Howard Hughes’ meddling fingerprints are all over this resort-set noir thriller. Even with RKO’s dynamite stars Robert Mitchum and Jane Russell above the title, the mogul’s endless rewrites and re-shoots guaranteed that it couldn’t earn a profit. Vincent Price, Tim Holt, Charles McGraw and Raymond Burr toil in a show split between light comedy and grim gangland torture. It’s one of the biggest cases of producer interference on record. If Hughes’ airplanes were made the way he made this movie, none of them would have flown.


His Kind of Woman
Blu-ray
Warner Archive Collection
1951 / B&W / 1:37 Academy / 120 min. / Killer with a Smile, Smiler with a Gun / Street Date June 24, 2025 / Available at MovieZyng / 21.99
Starring: Robert Mitchum, Jane Russell, Vincent Price, Tim Holt, Charles McGraw, Marjorie Reynolds, Raymond Burr, Leslye Banning, Jim Backus, Philip Van Zandt, John Mylong, Carleton G. Young, Anthony Caruso, Robert Cornthwaite, King Donovan, Joel Fluellen, Paul Frees, Charles Horvath, Mamie Van Doren, Dale Van Sickel, Sally Yarnell, Gerald Hobson.
Cinematography: Harry J. Wild
Production Designer: J. McMillan Johnson
Art Director: Albert S. D’Agostino
Gowns: Howard Greet
Film Editors: Frederic Knudtson, Eda Warren
Music Composer: Leigh Harline
Written by Frank Fenton, Jack Leonard and Earl Fenton, Richard Fleischer, Howard Hughes
Executive Producer Howard Hughes
Produced by John Farrow, Robert Sparks
Directed by
John Farrow (and Richard Fleischer)

Behold Robert Mitchum, a Hollywood cat so cool that even a weed bust couldn’t stop him. Mitchum’s effortless hipster detachment surely set a standard for Jack Kerouac, if not the whole Beat movement. Nothing fazed his screen image. In the ‘annihilating noir’  Out of the Past , when bad girl Jane Greer started listing her problems, Mitchum steered straight to the kissing phase with a lazy-eyed answer:

 

“Baby I don’t care.”
 

Now that’s an original come-on line. Could it have inspired  song lyrics for Elvis Presley?
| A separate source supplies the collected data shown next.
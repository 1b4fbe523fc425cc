//! Filesystem checkpoint backend.
//!
//! Layout per execution:
//!
//! ```text
//! <root>/<execution_id>/
//!   index.json                      # {"checkpoints": [{id, created_at, resume_node}]}
//!   snapshots/<checkpoint_id>.json  # snapshot + sha256
//! ```
//!
//! Both files are written via write-to-temp, fsync, then atomic rename. A
//! failed index update after a durable snapshot write is tolerated: the
//! index is advisory and [`FsCheckpointStore::reconcile`] rebuilds it from
//! the snapshot directory, which `latest_for` also falls back to on a
//! corrupt index.

use crate::checkpoint::{Checkpoint, CheckpointSummary, SnapshotFile};
use crate::error::{CheckpointError, Result};
use crate::store::CheckpointStore;
use async_trait::async_trait;
use serde::{Deserialize, Serialize};
use std::path::{Path, PathBuf};
use tokio::io::AsyncWriteExt;
use tracing::{debug, warn};

#[derive(Debug, Default, Serialize, Deserialize)]
struct IndexFile {
    checkpoints: Vec<CheckpointSummary>,
}

/// Checkpoint store rooted at a directory on the local filesystem.
#[derive(Debug, Clone)]
pub struct FsCheckpointStore {
    root: PathBuf,
}

impl FsCheckpointStore {
    pub fn new(root: impl Into<PathBuf>) -> Self {
        Self { root: root.into() }
    }

    pub fn root(&self) -> &Path {
        &self.root
    }

    fn execution_dir(&self, execution_id: &str) -> PathBuf {
        self.root.join(execution_id)
    }

    fn snapshots_dir(&self, execution_id: &str) -> PathBuf {
        self.execution_dir(execution_id).join("snapshots")
    }

    fn snapshot_path(&self, execution_id: &str, checkpoint_id: &str) -> PathBuf {
        self.snapshots_dir(execution_id)
            .join(format!("{checkpoint_id}.json"))
    }

    fn index_path(&self, execution_id: &str) -> PathBuf {
        self.execution_dir(execution_id).join("index.json")
    }

    /// Write `bytes` to `path` durably: temp file in the same directory,
    /// fsync, rename into place.
    async fn write_atomic(path: &Path, bytes: &[u8]) -> Result<()> {
        let parent = path
            .parent()
            .ok_or_else(|| std::io::Error::other("checkpoint path has no parent"))?;
        tokio::fs::create_dir_all(parent).await?;

        let tmp = parent.join(format!(
            ".tmp-{}",
            path.file_name()
                .map(|n| n.to_string_lossy().into_owned())
                .unwrap_or_default()
        ));
        let mut file = tokio::fs::File::create(&tmp).await?;
        file.write_all(bytes).await?;
        file.sync_all().await?;
        drop(file);
        tokio::fs::rename(&tmp, path).await?;
        Ok(())
    }

    async fn read_index(&self, execution_id: &str) -> Result<Option<IndexFile>> {
        let path = self.index_path(execution_id);
        let bytes = match tokio::fs::read(&path).await {
            Ok(bytes) => bytes,
            Err(e) if e.kind() == std::io::ErrorKind::NotFound => return Ok(None),
            Err(e) => return Err(e.into()),
        };
        let index = serde_json::from_slice(&bytes).map_err(|e| CheckpointError::CorruptIndex {
            execution_id: execution_id.to_string(),
            detail: e.to_string(),
        })?;
        Ok(Some(index))
    }

    async fn write_index(&self, execution_id: &str, index: &IndexFile) -> Result<()> {
        let bytes = serde_json::to_vec_pretty(index)?;
        Self::write_atomic(&self.index_path(execution_id), &bytes).await
    }

    /// Scan the snapshot directory and return every readable checkpoint,
    /// sorted oldest first. Unreadable files are skipped with a warning.
    async fn scan_snapshots(&self, execution_id: &str) -> Result<Vec<Checkpoint>> {
        let dir = self.snapshots_dir(execution_id);
        let mut entries = match tokio::fs::read_dir(&dir).await {
            Ok(entries) => entries,
            Err(e) if e.kind() == std::io::ErrorKind::NotFound => return Ok(Vec::new()),
            Err(e) => return Err(e.into()),
        };

        let mut checkpoints = Vec::new();
        while let Some(entry) = entries.next_entry().await? {
            let path = entry.path();
            if path.extension().and_then(|e| e.to_str()) != Some("json") {
                continue;
            }
            match Self::read_snapshot(&path).await {
                Ok(cp) => checkpoints.push(cp),
                Err(e) => warn!(path = %path.display(), error = %e, "skipping unreadable snapshot"),
            }
        }
        checkpoints.sort_by(|a, b| {
            a.created_at
                .cmp(&b.created_at)
                .then_with(|| a.checkpoint_id.cmp(&b.checkpoint_id))
        });
        Ok(checkpoints)
    }

    async fn read_snapshot(path: &Path) -> Result<Checkpoint> {
        let bytes = tokio::fs::read(path).await?;
        let file: SnapshotFile = serde_json::from_slice(&bytes)?;
        file.verify()
    }

    /// Rebuild the index from snapshot files.
    ///
    /// Safe to call at any time; returns the number of checkpoints indexed.
    pub async fn reconcile(&self, execution_id: &str) -> Result<usize> {
        let checkpoints = self.scan_snapshots(execution_id).await?;
        let index = IndexFile {
            checkpoints: checkpoints.iter().map(CheckpointSummary::from).collect(),
        };
        let count = index.checkpoints.len();
        self.write_index(execution_id, &index).await?;
        debug!(execution_id, count, "rebuilt checkpoint index");
        Ok(count)
    }
}

#[async_trait]
impl CheckpointStore for FsCheckpointStore {
    async fn save(&self, checkpoint: Checkpoint) -> Result<String> {
        let execution_id = checkpoint.execution_id.clone();
        let checkpoint_id = checkpoint.checkpoint_id.clone();
        let summary = CheckpointSummary::from(&checkpoint);

        let sealed = SnapshotFile::seal(checkpoint)?;
        let bytes = serde_json::to_vec_pretty(&sealed)?;
        let path = self.snapshot_path(&execution_id, &checkpoint_id);
        Self::write_atomic(&path, &bytes).await?;

        // Snapshot is durable; the index is best-effort from here on.
        let mut index = match self.read_index(&execution_id).await {
            Ok(index) => index.unwrap_or_default(),
            Err(CheckpointError::CorruptIndex { .. }) => {
                let checkpoints = self.scan_snapshots(&execution_id).await?;
                IndexFile {
                    checkpoints: checkpoints
                        .iter()
                        .map(CheckpointSummary::from)
                        .filter(|s| s.id != checkpoint_id)
                        .collect(),
                }
            }
            Err(e) => return Err(e),
        };
        index.checkpoints.push(summary);
        if let Err(e) = self.write_index(&execution_id, &index).await {
            warn!(execution_id, checkpoint_id, error = %e,
                "checkpoint index update failed; snapshot is durable, index can be rebuilt");
        }

        Ok(checkpoint_id)
    }

    async fn load(&self, execution_id: &str, checkpoint_id: &str) -> Result<Checkpoint> {
        let path = self.snapshot_path(execution_id, checkpoint_id);
        match Self::read_snapshot(&path).await {
            Ok(cp) => Ok(cp),
            Err(CheckpointError::Io(e)) if e.kind() == std::io::ErrorKind::NotFound => {
                Err(CheckpointError::not_found(execution_id, checkpoint_id))
            }
            Err(e) => Err(e),
        }
    }

    async fn latest_for(&self, execution_id: &str) -> Result<Option<Checkpoint>> {
        match self.read_index(execution_id).await {
            Ok(Some(index)) => {
                let Some(newest) = index
                    .checkpoints
                    .iter()
                    .max_by(|a, b| a.created_at.cmp(&b.created_at).then_with(|| a.id.cmp(&b.id)))
                else {
                    return Ok(None);
                };
                match self.load(execution_id, &newest.id).await {
                    Ok(cp) => Ok(Some(cp)),
                    // Index points at a missing or corrupt snapshot; trust
                    // the directory over the index.
                    Err(CheckpointError::NotFound { .. })
                    | Err(CheckpointError::CorruptCheckpoint { .. }) => {
                        Ok(self.scan_snapshots(execution_id).await?.pop())
                    }
                    Err(e) => Err(e),
                }
            }
            Ok(None) => Ok(self.scan_snapshots(execution_id).await?.pop()),
            Err(CheckpointError::CorruptIndex { .. }) => {
                warn!(execution_id, "checkpoint index corrupt; scanning snapshots");
                Ok(self.scan_snapshots(execution_id).await?.pop())
            }
            Err(e) => Err(e),
        }
    }

    async fn list_for(&self, execution_id: &str) -> Result<Vec<CheckpointSummary>> {
        match self.read_index(execution_id).await {
            Ok(Some(index)) => Ok(index.checkpoints),
            Ok(None) => Ok(self
                .scan_snapshots(execution_id)
                .await?
                .iter()
                .map(CheckpointSummary::from)
                .collect()),
            Err(CheckpointError::CorruptIndex { .. }) => Ok(self
                .scan_snapshots(execution_id)
                .await?
                .iter()
                .map(CheckpointSummary::from)
                .collect()),
            Err(e) => Err(e),
        }
    }

    async fn delete_execution(&self, execution_id: &str) -> Result<()> {
        let dir = self.execution_dir(execution_id);
        match tokio::fs::remove_dir_all(&dir).await {
            Ok(()) => Ok(()),
            Err(e) if e.kind() == std::io::ErrorKind::NotFound => Ok(()),
            Err(e) => Err(e.into()),
        }
    }
}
Howard Hughes must have purchased the RKO studio as something to play with. The way he ran it into the ground, one would think he was looking for a big tax-write off. Hughes wouldn’t let his executives make decisions, and he fired more than half of RKO’s highly skilled employees. He held up promising films for months and years with re-writes and re-shoots.

Hughes brought his contract star Jane Russell to RKO, and paired her with the studio’s contractee Robert Mitchum in His Kind of Woman, a noir thriller set in a Mexican resort. When the censors made him tone down the lurid advertising campaign images and slogans, Hughes invited scandal by erecting (cough) a giant billboard with his three stars, Mitchum, Jane, and Jane’s cleavage. It was painted by Mario Armond Zamparelli, the Chief Executive Designer for all of Hughes’s businesses, and stood at Wilshire and Fairfax, right across from The May Company, where nobody could miss it.  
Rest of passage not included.